Kabashima first heard of Hopfield just after entering graduate school.
“It was around 1982 that Hopfield proposed that neural networks were a form of the Ising model of magnetism. I started college in 1985 and graduate school in 1989. At the time, there was already widespread talk in statistical mechanics community that we could apply theory of spin systems to neural networks.”
In other words, when the young Kabashima became a researcher, neural networks were already the talk of the town in statistical mechanics.
“As research progressed, it became clear that there was a common mechanism of information processing, and that Bayesian theory could be used to express many problems in information science. Simultaneously, by the mid-80s, Giorgio Parigi, who won the Nobel Prize in Physics in 2021 along with Syukuro Manabe, had created a method for analyzing a magnetic state called “spin glass.” While spending six months in England in 1997, I realized that applying the method of analyzing spin glasses could solve many problems in information science. I remember thinking that looking at problems related to information and computation as spin glasses would open up a rich field of possibilities,” Kabashima recalls.

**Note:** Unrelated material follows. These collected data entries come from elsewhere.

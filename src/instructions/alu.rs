//! # ALU (Arithmetic Logic Unit) Instructions
//!
//! This module implements arithmetic and logical operations:
//! - ADC, SBC: Add/subtract with carry, binary or decimal
//! - AND, ORA, EOR: Bitwise logic on the accumulator
//! - CMP, CPX, CPY: Register comparisons
//! - BIT: Bit test
//! - TRB, TSB: Test and reset/set memory bits against the accumulator

use super::{read_operand, write_operand, Instruction};
use crate::addressing::Operand;
use crate::{arithmetic, Cpu, ExecutionError, MemoryBus, StatusFlags};

/// Executes the ADC (Add with Carry) instruction.
///
/// Adds the operand plus the carry flag to the accumulator through the
/// arithmetic engine, which honours decimal mode.
///
/// Cycle timing: base cycles, +1 on an indexed page crossing, +1 in decimal mode.
pub(crate) fn execute_adc<M: MemoryBus>(
    cpu: &mut Cpu<M>,
    inst: &Instruction,
) -> Result<u16, ExecutionError> {
    let value = read_operand(cpu, inst.operand);
    let decimal = cpu.p.contains(StatusFlags::DECIMAL);

    cpu.a = arithmetic::add(cpu.a, value, &mut cpu.p);

    cpu.charge(inst.cycles() + decimal as u64)?;
    Ok(inst.next)
}

/// Executes the SBC (Subtract with Carry) instruction.
///
/// Subtracts the operand and the inverted carry (borrow) from the accumulator.
///
/// Cycle timing: base cycles, +1 on an indexed page crossing, +1 in decimal mode.
pub(crate) fn execute_sbc<M: MemoryBus>(
    cpu: &mut Cpu<M>,
    inst: &Instruction,
) -> Result<u16, ExecutionError> {
    let value = read_operand(cpu, inst.operand);
    let decimal = cpu.p.contains(StatusFlags::DECIMAL);

    cpu.a = arithmetic::subtract(cpu.a, value, &mut cpu.p);

    cpu.charge(inst.cycles() + decimal as u64)?;
    Ok(inst.next)
}

/// Executes the AND (Logical AND) instruction. Updates Z and N.
pub(crate) fn execute_and<M: MemoryBus>(
    cpu: &mut Cpu<M>,
    inst: &Instruction,
) -> Result<u16, ExecutionError> {
    let value = read_operand(cpu, inst.operand);
    cpu.a &= value;
    cpu.p.update_nz(cpu.a);

    cpu.charge(inst.cycles())?;
    Ok(inst.next)
}

/// Executes the ORA (Logical Inclusive OR) instruction. Updates Z and N.
pub(crate) fn execute_ora<M: MemoryBus>(
    cpu: &mut Cpu<M>,
    inst: &Instruction,
) -> Result<u16, ExecutionError> {
    let value = read_operand(cpu, inst.operand);
    cpu.a |= value;
    cpu.p.update_nz(cpu.a);

    cpu.charge(inst.cycles())?;
    Ok(inst.next)
}

/// Executes the EOR (Exclusive OR) instruction. Updates Z and N.
pub(crate) fn execute_eor<M: MemoryBus>(
    cpu: &mut Cpu<M>,
    inst: &Instruction,
) -> Result<u16, ExecutionError> {
    let value = read_operand(cpu, inst.operand);
    cpu.a ^= value;
    cpu.p.update_nz(cpu.a);

    cpu.charge(inst.cycles())?;
    Ok(inst.next)
}

/// Executes CMP, CPX or CPY against `register`.
///
/// # Flag Behavior
///
/// - Carry (C): Set if register >= operand (unsigned)
/// - Zero (Z): Set if register == operand
/// - Negative (N): Bit 7 of (register - operand)
pub(crate) fn execute_compare<M: MemoryBus>(
    cpu: &mut Cpu<M>,
    inst: &Instruction,
    register: u8,
) -> Result<u16, ExecutionError> {
    let value = read_operand(cpu, inst.operand);
    let result = register.wrapping_sub(value);

    cpu.p.set(StatusFlags::CARRY, register >= value);
    cpu.p.update_nz(result);

    cpu.charge(inst.cycles())?;
    Ok(inst.next)
}

/// Executes the BIT (Bit Test) instruction.
///
/// Z is set from A & operand. The memory forms also copy operand bits 7 and 6
/// into N and V; BIT #imm touches Z only.
pub(crate) fn execute_bit<M: MemoryBus>(
    cpu: &mut Cpu<M>,
    inst: &Instruction,
) -> Result<u16, ExecutionError> {
    let value = read_operand(cpu, inst.operand);

    cpu.p.set(StatusFlags::ZERO, cpu.a & value == 0);
    if !matches!(inst.operand, Operand::Immediate(_)) {
        cpu.p.set(StatusFlags::NEGATIVE, value & 0x80 != 0);
        cpu.p.set(StatusFlags::OVERFLOW, value & 0x40 != 0);
    }

    cpu.charge(inst.cycles())?;
    Ok(inst.next)
}

/// Executes TRB (Test and Reset Bits): Z from A & M, then M &= !A.
pub(crate) fn execute_trb<M: MemoryBus>(
    cpu: &mut Cpu<M>,
    inst: &Instruction,
) -> Result<u16, ExecutionError> {
    let value = read_operand(cpu, inst.operand);
    cpu.p.set(StatusFlags::ZERO, cpu.a & value == 0);
    let result = value & !cpu.a;
    write_operand(cpu, inst.operand, result);

    cpu.charge(inst.cycles())?;
    Ok(inst.next)
}

/// Executes TSB (Test and Set Bits): Z from A & M, then M |= A.
pub(crate) fn execute_tsb<M: MemoryBus>(
    cpu: &mut Cpu<M>,
    inst: &Instruction,
) -> Result<u16, ExecutionError> {
    let value = read_operand(cpu, inst.operand);
    cpu.p.set(StatusFlags::ZERO, cpu.a & value == 0);
    let result = value | cpu.a;
    write_operand(cpu, inst.operand, result);

    cpu.charge(inst.cycles())?;
    Ok(inst.next)
}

Now, let us learn about Kabashima's unique, cutting-edge research and his dreams while explaining some unfamiliar terms. First, statistical mechanics.

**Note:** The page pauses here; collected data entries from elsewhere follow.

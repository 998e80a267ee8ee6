//! # Binary and Decimal Arithmetic
//!
//! ADC and SBC share this engine. Both read the live carry flag as their implicit
//! third input and derive C, V, N and Z from the operation.
//!
//! Decimal mode follows the 65C02 bit for bit, not a clean BCD model: the add
//! overflow flag compares the signed operands against the signed result, and the
//! subtract path carries a second borrow into the high nibble when the low nibble
//! correction itself goes negative (only possible with invalid BCD digits).

use crate::StatusFlags;

/// Adds `value` and the carry flag to `a`, honouring the decimal flag.
pub fn add(a: u8, value: u8, flags: &mut StatusFlags) -> u8 {
    if flags.contains(StatusFlags::DECIMAL) {
        add_decimal(a, value, flags)
    } else {
        add_binary(a, value, flags)
    }
}

/// Subtracts `value` and the inverted carry (borrow) from `a`, honouring the
/// decimal flag.
pub fn subtract(a: u8, value: u8, flags: &mut StatusFlags) -> u8 {
    if flags.contains(StatusFlags::DECIMAL) {
        subtract_decimal(a, value, flags)
    } else {
        subtract_binary(a, value, flags)
    }
}

pub fn add_binary(a: u8, value: u8, flags: &mut StatusFlags) -> u8 {
    let carry_in = flags.contains(StatusFlags::CARRY) as u16;
    let sum = a as u16 + value as u16 + carry_in;
    let result = sum as u8;

    flags.set(StatusFlags::CARRY, sum > 0xFF);
    // Both operands share a sign the result does not
    flags.set(
        StatusFlags::OVERFLOW,
        (a ^ result) & (value ^ result) & 0x80 != 0,
    );
    flags.update_nz(result);
    result
}

pub fn add_decimal(a: u8, value: u8, flags: &mut StatusFlags) -> u8 {
    let carry_in = flags.contains(StatusFlags::CARRY) as u16;
    flags.remove(StatusFlags::CARRY);

    let mut low = (a & 0x0F) as u16 + (value & 0x0F) as u16 + carry_in;
    let mut half_carry = 0;
    if low >= 0x0A {
        low = (low - 0x0A) & 0x0F;
        half_carry = 0x10;
    }

    let mut high = (a & 0xF0) as u16 + (value & 0xF0) as u16 + half_carry;
    if high >= 0xA0 {
        high -= 0xA0;
        flags.insert(StatusFlags::CARRY);
    }

    let result = (low as u8) | (high as u8);

    let signed_a = a as i8;
    let signed_value = value as i8;
    let signed_result = result as i8;
    let overflow = if signed_a <= 0 && signed_value <= 0 {
        signed_result > 0 || signed_result > signed_a || signed_result > signed_value
    } else if signed_a >= 0 && signed_value >= 0 {
        signed_result < 0 || signed_result < signed_a || signed_result < signed_value
    } else {
        false
    };
    flags.set(StatusFlags::OVERFLOW, overflow);

    flags.update_nz(result);
    result
}

pub fn subtract_binary(a: u8, value: u8, flags: &mut StatusFlags) -> u8 {
    let borrow = !flags.contains(StatusFlags::CARRY) as i16;
    let difference = a as i16 - value as i16 - borrow;
    let result = difference as u8;

    flags.set(StatusFlags::CARRY, difference >= 0);
    flags.set(StatusFlags::OVERFLOW, signed_overflow(a, value, borrow));
    flags.update_nz(result);
    result
}

pub fn subtract_decimal(a: u8, value: u8, flags: &mut StatusFlags) -> u8 {
    let borrow = !flags.contains(StatusFlags::CARRY) as u8;
    flags.set(
        StatusFlags::OVERFLOW,
        signed_overflow(a, value, borrow as i16),
    );
    flags.insert(StatusFlags::CARRY);

    let mut low = (a & 0x0F).wrapping_sub(value & 0x0F).wrapping_sub(borrow);
    let mut half_borrow = 0u8;
    let mut bad_borrow = 0u8;
    if (low as i8) < 0 {
        low = low.wrapping_add(0x0A);
        half_borrow = 1;
        if (low as i8) < 0 {
            bad_borrow = 1;
        }
        low &= 0x0F;
    }

    let mut high = (a >> 4).wrapping_sub(value >> 4).wrapping_sub(half_borrow);
    if (high as i8) < 0 {
        high = high.wrapping_add(0x0A);
        flags.remove(StatusFlags::CARRY);
    }
    high = high.wrapping_sub(bad_borrow);

    let result = low | (high << 4);
    flags.update_nz(result);
    result
}

/// Two's-complement overflow of `a - value - borrow`.
fn signed_overflow(a: u8, value: u8, borrow: i16) -> bool {
    let difference = a as i8 as i16 - value as i8 as i16 - borrow;
    !(-128..=127).contains(&difference)
}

The strange phenomena of “many”
Water turns into ice (solid) when the temperature drops to 0 degrees Celsius and steam (gas) when the temperature rises to 100 degrees Celsius. Or consider a magnet, which suddenly loses its magnetism when it is heated and reaches a threshold temperature (for example, neodymium at 312 degrees Celsius). An abrupt rather than gradual change like this is called a “phase transition.”
“Strange, right? How could such a thing happen? It is the central question of statistical mechanics. The answer is... because there are so many.”
So many? Of what?
“For example, in 22.4 liters of air, there are about 6.02 x 1023 molecules. We would not see properties such as phase transitions with only a few molecules. However, strange properties emerge when there are as many molecules as Avogadro's number. Similarly, public opinion can get suddenly inflamed because so many opinions come together. Something that would not amount to more than a small disagreement in a friend group of two or three can stir up strong emotions in a group of many. The same is true for crowded streets. At first, everyone is walking on a path of their choosing, but eventually, as the number of people increases, the flow naturally divides into those on the right and those on the left. So, the simple answer is because there are so many.”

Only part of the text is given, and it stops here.